Most of us are not in the elite athlete category with Lance Armstrong, and the last thing someone dealing with the physical and psychological impact of cancer wants to hear is “exercise more.”  However, experts are now suggesting that exercise may provide very positive benefits, such as boosting energy, managing weight, and improving emotional well-being.  It should also be noted that exercise continues to provide disease prevention for heart disease and type II diabetes during and after cancer treatment. The question is, how much exercise is enough?  And, what type of exercise will provide the most benefit?
How much exercise is enough?
The short answer is even a small amount of movement, for example a short 10-minute walk, is better than no activity.  Research indicates that individuals who participated in low to moderate intensity physical activity, such as walking or cycling, 2 to 3 days a week experienced less fatigue during cancer treatments.  Additionally, the minimum physical activity recommendation for the general public of 150 minutes of moderate-intensity aerobic activity a week, which works out to be about 20 minutes a day, has been deemed appropriate for cancer patients.  Research has shown that participating in daily moderate intensity physical activity reduces stress and aids the immune system.  Although more research is needed on the effects of resistance training for cancer patients, experts agree there are definite benefits, particularly for addressing muscle atrophy, bone mineral density, body composition, and insulin resistance.

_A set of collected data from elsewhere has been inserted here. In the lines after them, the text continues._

// blecentral Source Code File
//
// Copyright 2020 Nonpolynomial Labs LLC. All rights reserved.
//
// Licensed under the BSD 3-Clause license. See LICENSE file in the project root
// for full license information.

//! A scripted radio for driving a [`Manager`] in tests.

#![allow(dead_code)]

use async_trait::async_trait;
use blecentral::{
    api::{
        event_channel, BleStack, CharPropFlags, DiscoveredCharacteristic, PeripheralDescriptor,
        PeripheralId, PowerState, ScanFilter, StackError, StackEvent, StackEventReceiver,
        StackEventSender, WriteType,
    },
    Manager, ManagerConfig,
};
use futures::StreamExt;
use std::{
    collections::HashMap,
    sync::{Arc, Mutex},
};
use uuid::Uuid;

pub const SERVICE_A: Uuid = Uuid::from_u128(0x0000_fe00_0000_1000_8000_0080_5f9b_34fb);
pub const SERVICE_B: Uuid = Uuid::from_u128(0x0000_180f_0000_1000_8000_0080_5f9b_34fb);
/// Readable and notifying.
pub const SENSOR: Uuid = Uuid::from_u128(0x0000_fe01_0000_1000_8000_0080_5f9b_34fb);
/// Writable with and without response.
pub const COMMAND: Uuid = Uuid::from_u128(0x0000_fe02_0000_1000_8000_0080_5f9b_34fb);
/// Notifying only.
pub const EVENTS: Uuid = Uuid::from_u128(0x0000_fe03_0000_1000_8000_0080_5f9b_34fb);
/// Readable only.
pub const BATTERY: Uuid = Uuid::from_u128(0x0000_2a19_0000_1000_8000_0080_5f9b_34fb);
pub const UNKNOWN: Uuid = Uuid::from_u128(0xdead_beef);

pub fn controller() -> PeripheralDescriptor {
    PeripheralDescriptor::new("dev-fe01", "FE01", -50)
}

#[derive(Debug, Clone, PartialEq)]
pub enum Call {
    StartScan,
    StopScan,
    Connect(PeripheralId),
    Disconnect(PeripheralId),
    DiscoverServices(PeripheralId),
    DiscoverCharacteristics(Uuid),
    Read(Uuid),
    Write(Uuid, Vec<u8>, WriteType),
    SetNotify(Uuid, bool),
}

/// What the radio answers. Every `respond_*` flag set to false makes the radio swallow that
/// command without ever completing it.
#[derive(Debug)]
pub struct MockState {
    pub power: PowerState,
    pub advertisements: Vec<PeripheralDescriptor>,
    pub respond_connect: bool,
    pub connect_error: Option<StackError>,
    pub respond_services: bool,
    pub respond_characteristics: bool,
    pub services: Vec<(Uuid, Vec<DiscoveredCharacteristic>)>,
    pub respond_notify: bool,
    pub respond_reads: bool,
    pub respond_writes: bool,
    pub write_error: Option<StackError>,
    pub values: HashMap<Uuid, Vec<u8>>,
    pub calls: Vec<Call>,
}

impl Default for MockState {
    fn default() -> Self {
        MockState {
            power: PowerState::PoweredOn,
            advertisements: vec![controller()],
            respond_connect: true,
            connect_error: None,
            respond_services: true,
            respond_characteristics: true,
            services: vec![
                (
                    SERVICE_A,
                    vec![
                        DiscoveredCharacteristic::new(
                            SENSOR,
                            CharPropFlags::READ | CharPropFlags::NOTIFY,
                        ),
                        DiscoveredCharacteristic::new(
                            COMMAND,
                            CharPropFlags::WRITE | CharPropFlags::WRITE_WITHOUT_RESPONSE,
                        ),
                        DiscoveredCharacteristic::new(EVENTS, CharPropFlags::NOTIFY),
                    ],
                ),
                (
                    SERVICE_B,
                    vec![DiscoveredCharacteristic::new(BATTERY, CharPropFlags::READ)],
                ),
            ],
            respond_notify: true,
            respond_reads: true,
            respond_writes: true,
            write_error: None,
            values: HashMap::from([(SENSOR, vec![0x01]), (BATTERY, vec![87])]),
            calls: Vec::new(),
        }
    }
}

#[derive(Debug, Clone)]
pub struct MockStack {
    state: Arc<Mutex<MockState>>,
    events: StackEventSender,
}

impl MockStack {
    pub fn new() -> (MockStack, StackEventReceiver) {
        let (events, receiver) = event_channel();
        (
            MockStack {
                state: Arc::new(Mutex::new(MockState::default())),
                events,
            },
            receiver,
        )
    }

    pub fn configure(&self, f: impl FnOnce(&mut MockState)) {
        f(&mut self.state.lock().unwrap());
    }

    pub fn calls(&self) -> Vec<Call> {
        self.state.lock().unwrap().calls.clone()
    }

    pub fn clear_calls(&self) {
        self.state.lock().unwrap().calls.clear();
    }

    pub fn emit(&self, event: StackEvent) {
        self.events.unbounded_send(event).unwrap();
    }

    /// Pushes a value for `characteristic` as if the peripheral notified it.
    pub fn notify(&self, characteristic: Uuid, value: Vec<u8>) {
        self.emit(StackEvent::ValueUpdated {
            peripheral: controller().id,
            characteristic,
            result: Ok(value),
        });
    }

    fn record(&self, call: Call) -> std::sync::MutexGuard<'_, MockState> {
        let mut state = self.state.lock().unwrap();
        state.calls.push(call);
        state
    }
}

#[async_trait]
impl BleStack for MockStack {
    fn power_state(&self) -> PowerState {
        self.state.lock().unwrap().power
    }

    async fn start_scan(&self, _filter: &ScanFilter) -> blecentral::Result<()> {
        let advertisements = self.record(Call::StartScan).advertisements.clone();
        for descriptor in advertisements {
            self.emit(StackEvent::ScanResult(descriptor));
        }
        Ok(())
    }

    async fn stop_scan(&self) -> blecentral::Result<()> {
        self.record(Call::StopScan);
        Ok(())
    }

    async fn connect(&self, peripheral: &PeripheralId) -> blecentral::Result<()> {
        let state = self.record(Call::Connect(peripheral.clone()));
        if let Some(error) = state.connect_error.clone() {
            self.emit(StackEvent::ConnectFailed(peripheral.clone(), error));
        } else if state.respond_connect {
            self.emit(StackEvent::Connected(peripheral.clone()));
        }
        Ok(())
    }

    async fn disconnect(&self, peripheral: &PeripheralId) -> blecentral::Result<()> {
        self.record(Call::Disconnect(peripheral.clone()));
        self.emit(StackEvent::Disconnected(peripheral.clone()));
        Ok(())
    }

    async fn discover_services(&self, peripheral: &PeripheralId) -> blecentral::Result<()> {
        let state = self.record(Call::DiscoverServices(peripheral.clone()));
        if state.respond_services {
            self.emit(StackEvent::ServicesDiscovered {
                peripheral: peripheral.clone(),
                result: Ok(state.services.iter().map(|(uuid, _)| *uuid).collect()),
            });
        }
        Ok(())
    }

    async fn discover_characteristics(
        &self,
        peripheral: &PeripheralId,
        service: Uuid,
    ) -> blecentral::Result<()> {
        let state = self.record(Call::DiscoverCharacteristics(service));
        if !state.respond_characteristics {
            return Ok(());
        }
        let found = state
            .services
            .iter()
            .find(|(uuid, _)| *uuid == service)
            .map(|(_, characteristics)| characteristics.clone())
            .unwrap_or_default();
        self.emit(StackEvent::CharacteristicsDiscovered {
            peripheral: peripheral.clone(),
            service,
            result: Ok(found),
        });
        Ok(())
    }

    async fn read(
        &self,
        peripheral: &PeripheralId,
        characteristic: Uuid,
    ) -> blecentral::Result<()> {
        let state = self.record(Call::Read(characteristic));
        if !state.respond_reads {
            return Ok(());
        }
        let result = state
            .values
            .get(&characteristic)
            .cloned()
            .ok_or_else(|| StackError::from("read not permitted"));
        self.emit(StackEvent::ValueUpdated {
            peripheral: peripheral.clone(),
            characteristic,
            result,
        });
        Ok(())
    }

    async fn write(
        &self,
        peripheral: &PeripheralId,
        characteristic: Uuid,
        data: &[u8],
        write_type: WriteType,
    ) -> blecentral::Result<()> {
        let state = self.record(Call::Write(characteristic, data.to_vec(), write_type));
        if write_type == WriteType::WithResponse && state.respond_writes {
            self.emit(StackEvent::WriteCompleted {
                peripheral: peripheral.clone(),
                characteristic,
                result: state.write_error.clone().map_or(Ok(()), Err),
            });
        }
        Ok(())
    }

    async fn set_notify(
        &self,
        peripheral: &PeripheralId,
        characteristic: Uuid,
        enabled: bool,
    ) -> blecentral::Result<()> {
        let state = self.record(Call::SetNotify(characteristic, enabled));
        if state.respond_notify {
            self.emit(StackEvent::NotifyStateChanged {
                peripheral: peripheral.clone(),
                characteristic,
                result: Ok(enabled),
            });
        }
        Ok(())
    }
}

pub fn start(stack: &MockStack, events: StackEventReceiver) -> Manager {
    start_with(stack, events, ManagerConfig::default())
}

pub fn start_with(stack: &MockStack, events: StackEventReceiver, config: ManagerConfig) -> Manager {
    let _ = pretty_env_logger::try_init();
    Manager::new(stack.clone(), events, config).unwrap()
}

/// Scans for "FE" peripherals until the first result, then stops scanning.
pub async fn discover(manager: &Manager) -> anyhow::Result<Vec<PeripheralDescriptor>> {
    let mut results = manager.scan(["FE"]).await?;
    let found = results
        .next()
        .await
        .ok_or_else(|| anyhow::anyhow!("scan ended without results"))?;
    manager.stop_scan().await?;
    Ok(found)
}

pub async fn connect_controller(manager: &Manager) -> anyhow::Result<blecentral::device::Device> {
    discover(manager).await?;
    let device = manager
        .connect(&controller().id, std::time::Duration::from_secs(10))
        .await?;
    Ok(device)
}

/// Waits until the connection state stream reports `state`.
pub async fn wait_for_state(manager: &Manager, state: blecentral::api::ConnectionState) {
    let mut states = manager.observe_connection_state().unwrap();
    while let Some(current) = states.next().await {
        if current == state {
            return;
        }
    }
    panic!("state stream ended before reaching {}", state);
}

The more complex answer depends on the specific type of cancer, the level of fitness prior to diagnosis, and the physical and emotional state of the individual on any given day.  If someone is already physically active prior to diagnosis, the general consensus is to maintain that regular exercise routine as much as possible.  Of course, it is best to seek the advise of a health care professional before embarking on a new exercise program, and to inquire about individual exercise recommendations. An appropriate exercise program should be tailored to the individual’s diagnosis and tolerance for physical activity.  Working with clinicians and health fitness professionals that monitor individual responses to activity will allow for proper and safe exercise progression and avoid injuries.
The bottom line – avoid inactivity
Although you personally may not be dealing with cancer, you may have a loved one, family member, or dear friend that needs your support and encouragement to remain or become physically activity.  Suggest a hike or a walk around the neighborhood.  Spend the afternoon playing Frisbee, or an evening dancing.  The bottom line is to avoid inactivity.  Even a small amount of physical activity can improve fatigue, emotional well-being, and quality of life.
CNN Health (2010) Cancer? More exercise, not less, may be best.
Nation Cancer Institute. U.S. National Institutes of Health.  Physical activity and cancer.  (2010).  Cancer patients can reap benefits of exercise.